AIM OF THE TASK>
Copy out, from the data, each line containing the string "DiceBench".

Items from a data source
******

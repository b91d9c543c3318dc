// SPDX-License-Identifier: MPL-2.0
//! Quiz screen: watch each clip, stage a face, confirm, see the score.
//!
//! The screen owns one [`QuizSession`] and, while a session is running, one
//! [`PlaybackController`] for the clip on screen. Confirming an answer drops
//! the controller and builds a fresh one for the next clip, so exactly one
//! decoder runs at a time.

use crate::application::port::TransportFactory;
use crate::domain::catalog::{Catalog, DieFace};
use crate::domain::leaderboard::format_accuracy;
use crate::domain::quiz::{ConfirmOutcome, QuizSession, QuizState};
use crate::domain::video::{NormPoint, PlaybackSpeed, PlaybackStatus, WheelZoomStep};
use crate::i18n::fluent::I18n;
use crate::media::resolve_media_path;
use crate::ui::design_tokens::{sizing, spacing, typography};
use crate::ui::state::gesture::{GestureUpdate, PointerGesture, PointerId};
use crate::ui::styles;
use crate::ui::video_controls::{self, PlaybackState};
use crate::ui::widgets::{ClipCanvas, LoadingSpinner};
use crate::video_player::PlaybackController;
use fluent_bundle::FluentValue;
use iced::alignment::{Horizontal, Vertical};
use iced::widget::{button, canvas, image, scrollable, text, Column, Container, Row, Stack, Text};
use iced::{Element, Length, Point, Rectangle, Size, Theme};
use rand::Rng;
use std::fmt;
use std::path::PathBuf;
use std::time::{Duration, Instant};

/// Playback preferences applied to every clip.
#[derive(Debug, Clone, Copy, PartialEq)]
pub struct PlaybackOptions {
    pub speed: PlaybackSpeed,
    pub autoplay: bool,
    pub wheel_step: WheelZoomStep,
}

impl Default for PlaybackOptions {
    fn default() -> Self {
        Self {
            speed: PlaybackSpeed::default(),
            autoplay: false,
            wheel_step: WheelZoomStep::default(),
        }
    }
}

/// Last decoded frame, converted once for the renderer.
struct DisplayedFrame {
    handle: image::Handle,
    pts: Duration,
    size: Size,
}

pub struct State {
    catalog: Catalog,
    media_dir: Option<PathBuf>,
    options: PlaybackOptions,
    transports: Box<dyn TransportFactory>,
    session: QuizSession,
    player: Option<PlaybackController>,
    frame: Option<DisplayedFrame>,
    gesture: PointerGesture,
    clip_started_at: Instant,
    now: Instant,
    /// Set once the current clip's failure has been reported.
    failure_reported: bool,
}

impl fmt::Debug for State {
    fn fmt(&self, f: &mut fmt::Formatter<'_>) -> fmt::Result {
        f.debug_struct("State")
            .field("clips", &self.catalog.len())
            .field("session", &self.session.state())
            .field("player", &self.player)
            .finish_non_exhaustive()
    }
}

#[derive(Debug, Clone)]
pub enum Message {
    Start,
    SelectAnswer(DieFace),
    Confirm,
    Restart,
    Controls(video_controls::Message),
    /// Wheel notches over the clip and the normalized cursor position.
    Wheel(f32, NormPoint),
    /// A pointer went down on the clip; the rectangle is the clip content.
    PointerPressed(PointerId, Point, Rectangle),
    PointerMoved(PointerId, Point),
    PointerReleased(PointerId),
    GestureCancelled,
}

/// Events propagated to the parent application.
#[derive(Debug, Clone, PartialEq)]
pub enum Event {
    None,
    /// The current clip failed to load or decode.
    ClipFailed(&'static str),
    Completed { accuracy: f64 },
}

pub struct ViewContext<'a> {
    pub i18n: &'a I18n,
}
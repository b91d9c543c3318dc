// SPDX-License-Identifier: MPL-2.0
//! Light, dark and system theme selection.

use crate::ui::design_tokens::palette;
use iced::theme::Palette;
use iced::{Color, Theme};
use serde::{Deserialize, Serialize};

/// Theme preference from `[general] theme_mode`.
#[derive(Debug, Clone, Copy, PartialEq, Eq, Default, Serialize, Deserialize)]
#[serde(rename_all = "lowercase")]
pub enum ThemeMode {
    Light,
    Dark,
    #[default]
    System,
}

impl ThemeMode {
    /// Whether the effective theme is dark. `System` asks the OS and falls
    /// back to dark when detection fails.
    #[must_use]
    pub fn is_dark(self) -> bool {
        match self {
            ThemeMode::Light => false,
            ThemeMode::Dark => true,
            ThemeMode::System => !matches!(dark_light::detect(), Ok(dark_light::Mode::Light)),
        }
    }

    /// Iced theme built from the DiceBench palette.
    #[must_use]
    pub fn theme(self) -> Theme {
        let (name, scheme) = if self.is_dark() {
            ("DiceBench Dark", ColorScheme::dark())
        } else {
            ("DiceBench Light", ColorScheme::light())
        };
        Theme::custom(name.to_string(), scheme.palette())
    }
}

/// Colors of one theme variant.
#[derive(Debug, Clone)]
pub struct ColorScheme {
    pub background: Color,
    pub surface: Color,
    pub text: Color,
    pub text_muted: Color,
    pub accent: Color,
    pub success: Color,
    pub warning: Color,
    pub danger: Color,
}

impl ColorScheme {
    #[must_use]
    pub fn light() -> Self {
        Self {
            background: palette::WHITE,
            surface: palette::GRAY_100,
            text: palette::GRAY_900,
            text_muted: palette::GRAY_600,
            accent: palette::ACCENT_600,
            success: palette::SUCCESS_500,
            warning: palette::WARNING_500,
            danger: palette::ERROR_500,
        }
    }

    #[must_use]
    pub fn dark() -> Self {
        Self {
            background: palette::GRAY_950,
            surface: palette::GRAY_800,
            text: palette::GRAY_100,
            text_muted: palette::GRAY_400,
            accent: palette::ACCENT_400,
            success: palette::SUCCESS_500,
            warning: palette::WARNING_500,
            danger: palette::ERROR_500,
        }
    }

    fn palette(&self) -> Palette {
        Palette {
            background: self.background,
            text: self.text,
            primary: self.accent,
            success: self.success,
            warning: self.warning,
            danger: self.danger,
        }
    }
}

#[cfg(test)]
mod tests {
    use super::*;

    #[test]
    fn light_scheme_has_light_background() {
        assert!(ColorScheme::light().background.r > 0.9);
    }

    #[test]
    fn dark_scheme_has_dark_background() {
        assert!(ColorScheme::dark().background.r < 0.2);
    }

    #[test]
    fn explicit_modes_ignore_system() {
        assert!(!ThemeMode::Light.is_dark());
        assert!(ThemeMode::Dark.is_dark());
        // System depends on the host; only check it does not panic.
        let _ = ThemeMode::System.is_dark();
    }

    #[test]
    fn theme_mode_parses_lowercase() {
        #[derive(Deserialize)]
        struct Wrapper {
            mode: ThemeMode,
        }
        let parsed: Wrapper = toml::from_str("mode = \"dark\"").unwrap();
        assert_eq!(parsed.mode, ThemeMode::Dark);
    }
}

******

TASK RESPONSE>
    /// Iced theme built from the DiceBench palette.
            ("DiceBench Dark", ColorScheme::dark())
            ("DiceBench Light", ColorScheme::light())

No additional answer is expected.